I haven't started reading it yet, but I'm looking forward to it. Who could resist a novel reviewed as 'the most utterly cynical book on any subject that has ever been written'?

Fienburgh was one of those almost extinct species: an MP who'd worked with his hands. He was a manual labourer whose (unspecified) war service gained him an MBE and an entrée to political life, first as a researcher and eventually as a London MP. Very much a figure of his time, he quickly developed a sideline in TV and newspaper appearances and apparently enjoyed what we'll euphemistically call a rounded social life. He was also a progressive socialist thinker and progressive author of political tracts and manifestos. Yet No Love For Johnnie (later filmed) seems to express the disillusionment felt by many on the serious left about parliamentary politics and the Labour Party in particular. 

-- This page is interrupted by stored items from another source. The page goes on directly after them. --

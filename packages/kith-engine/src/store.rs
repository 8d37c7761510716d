//! Record storage behind the engine.
//!
//! The engine only ever needs a handful of record operations scoped to a
//! single user, so the trait stays small and every method takes the
//! `user_id` explicitly. [`InMemoryStore`] backs tests and the default
//! server wiring.

use std::collections::HashMap;

use tokio::sync::RwLock;
use uuid::Uuid;

use crate::{BoxFuture, Error, Result};
use kith_domain::{MemoryEntryRecord, PersonRecord, TagRecord};

#[derive(Clone, Debug)]
pub struct NewPerson {
	pub name: String,
	pub notes: Option<String>,
	pub email: Option<String>,
	pub phone_number: Option<String>,
}

/// Partial update; `None` fields are left untouched.
#[derive(Clone, Debug, Default)]
pub struct PersonPatch {
	pub notes: Option<String>,
	pub email: Option<String>,
	pub phone_number: Option<String>,
}

pub trait RecordStore
where
	Self: Send + Sync,
{
	/// All of the user's person records, the resolver's search scope.
	fn find_candidates<'a>(&'a self, user_id: Uuid) -> BoxFuture<'a, Result<Vec<PersonRecord>>>;

	fn get_record<'a>(
		&'a self,
		user_id: Uuid,
		id: Uuid,
	) -> BoxFuture<'a, Result<Option<PersonRecord>>>;

	fn create_record<'a>(
		&'a self,
		user_id: Uuid,
		person: NewPerson,
	) -> BoxFuture<'a, Result<PersonRecord>>;

	fn update_record<'a>(
		&'a self,
		user_id: Uuid,
		id: Uuid,
		patch: PersonPatch,
	) -> BoxFuture<'a, Result<PersonRecord>>;

	fn find_or_create_tag<'a>(
		&'a self,
		user_id: Uuid,
		name: &'a str,
		category: &'a str,
	) -> BoxFuture<'a, Result<TagRecord>>;

	fn tag_record<'a>(
		&'a self,
		user_id: Uuid,
		tag_id: Uuid,
		person_id: Uuid,
	) -> BoxFuture<'a, Result<()>>;

	/// Appends to the person's entry for `date` (ISO `YYYY-MM-DD`),
	/// creating it when absent.
	fn upsert_memory_entry<'a>(
		&'a self,
		user_id: Uuid,
		person_id: Uuid,
		date: &'a str,
		content: &'a str,
	) -> BoxFuture<'a, Result<MemoryEntryRecord>>;
}

#[derive(Default)]
struct UserRecords {
	people: Vec<PersonRecord>,
	tags: Vec<TagRecord>,
	entries: Vec<MemoryEntryRecord>,
	assignments: Vec<(Uuid, Uuid)>,
}

#[derive(Default)]
pub struct InMemoryStore {
	users: RwLock<HashMap<Uuid, UserRecords>>,
}

impl InMemoryStore {
	pub fn new() -> Self {
		Self::default()
	}
}

impl RecordStore for InMemoryStore {
	fn find_candidates<'a>(&'a self, user_id: Uuid) -> BoxFuture<'a, Result<Vec<PersonRecord>>> {
		Box::pin(async move {
			let users = self.users.read().await;

			Ok(users.get(&user_id).map(|u| u.people.clone()).unwrap_or_default())
		})
	}

	fn get_record<'a>(
		&'a self,
		user_id: Uuid,
		id: Uuid,
	) -> BoxFuture<'a, Result<Option<PersonRecord>>> {
		Box::pin(async move {
			let users = self.users.read().await;

			Ok(users
				.get(&user_id)
				.and_then(|u| u.people.iter().find(|p| p.id == id).cloned()))
		})
	}

	fn create_record<'a>(
		&'a self,
		user_id: Uuid,
		person: NewPerson,
	) -> BoxFuture<'a, Result<PersonRecord>> {
		Box::pin(async move {
			let mut users = self.users.write().await;
			let records = users.entry(user_id).or_default();
			let record = PersonRecord {
				id: Uuid::new_v4(),
				name: person.name,
				notes: person.notes,
				email: person.email,
				phone_number: person.phone_number,
			};

			records.people.push(record.clone());

			Ok(record)
		})
	}

	fn update_record<'a>(
		&'a self,
		user_id: Uuid,
		id: Uuid,
		patch: PersonPatch,
	) -> BoxFuture<'a, Result<PersonRecord>> {
		Box::pin(async move {
			let mut users = self.users.write().await;
			let record = users
				.get_mut(&user_id)
				.and_then(|u| u.people.iter_mut().find(|p| p.id == id))
				.ok_or_else(|| Error::NotFound { message: format!("Person {id} not found") })?;

			if let Some(notes) = patch.notes {
				record.notes = Some(notes);
			}
			if let Some(email) = patch.email {
				record.email = Some(email);
			}
			if let Some(phone_number) = patch.phone_number {
				record.phone_number = Some(phone_number);
			}

			Ok(record.clone())
		})
	}

	fn find_or_create_tag<'a>(
		&'a self,
		user_id: Uuid,
		name: &'a str,
		category: &'a str,
	) -> BoxFuture<'a, Result<TagRecord>> {
		Box::pin(async move {
			let mut users = self.users.write().await;
			let records = users.entry(user_id).or_default();

			if let Some(tag) =
				records.tags.iter().find(|t| t.name.eq_ignore_ascii_case(name))
			{
				return Ok(tag.clone());
			}

			let tag = TagRecord {
				id: Uuid::new_v4(),
				name: name.to_owned(),
				category: category.to_owned(),
			};

			records.tags.push(tag.clone());

			Ok(tag)
		})
	}

	fn tag_record<'a>(
		&'a self,
		user_id: Uuid,
		tag_id: Uuid,
		person_id: Uuid,
	) -> BoxFuture<'a, Result<()>> {
		Box::pin(async move {
			let mut users = self.users.write().await;
			let records = users.entry(user_id).or_default();

			if !records.assignments.contains(&(tag_id, person_id)) {
				records.assignments.push((tag_id, person_id));
			}

			Ok(())
		})
	}

	fn upsert_memory_entry<'a>(
		&'a self,
		user_id: Uuid,
		person_id: Uuid,
		date: &'a str,
		content: &'a str,
	) -> BoxFuture<'a, Result<MemoryEntryRecord>> {
		Box::pin(async move {
			let mut users = self.users.write().await;
			let records = users.entry(user_id).or_default();

			if let Some(entry) = records
				.entries
				.iter_mut()
				.find(|e| e.person_id == person_id && e.entry_date == date)
			{
				entry.content = format!("{}\n{content}", entry.content);

				return Ok(entry.clone());
			}

			let entry = MemoryEntryRecord {
				id: Uuid::new_v4(),
				person_id,
				entry_date: date.to_owned(),
				content: content.to_owned(),
			};

			records.entries.push(entry.clone());

			Ok(entry)
		})
	}
}
pub mod dates;
pub mod extraction;
pub mod intent;
pub mod matching;
pub mod records;
pub mod response;

pub use extraction::{
	MemoryUpdate, PersonExtraction, TagAssignment, ValidationError, ValidationResult,
	validate_person_name,
};
pub use intent::{Intent, IntentAnalysis};
pub use matching::{
	DuplicateWarning, MemoryUpdateMatch, PersonMatch, PersonMatchResult, SIMILARITY_EXACT,
	SIMILARITY_PARTIAL, TagAssignmentMatch,
};
pub use records::{MemoryEntryRecord, PersonRecord, TagRecord};
pub use response::ExtractionResponse;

The syndicalists always said that the workers' representatives will always lose sight of their interests once they get to London, don a fine suit and dine out with the opposition. Certainly the Labour Party as an institution has very rarely, if ever, come close to being a socialist party. 1945 was a high point, and the oft-slated 1983 Manifesto (once called the 'longest suicide note in history') looked pretty good, but it's always been too boxed-in by fear of the Mail, Tories and global business. Which is why we're in the state we are…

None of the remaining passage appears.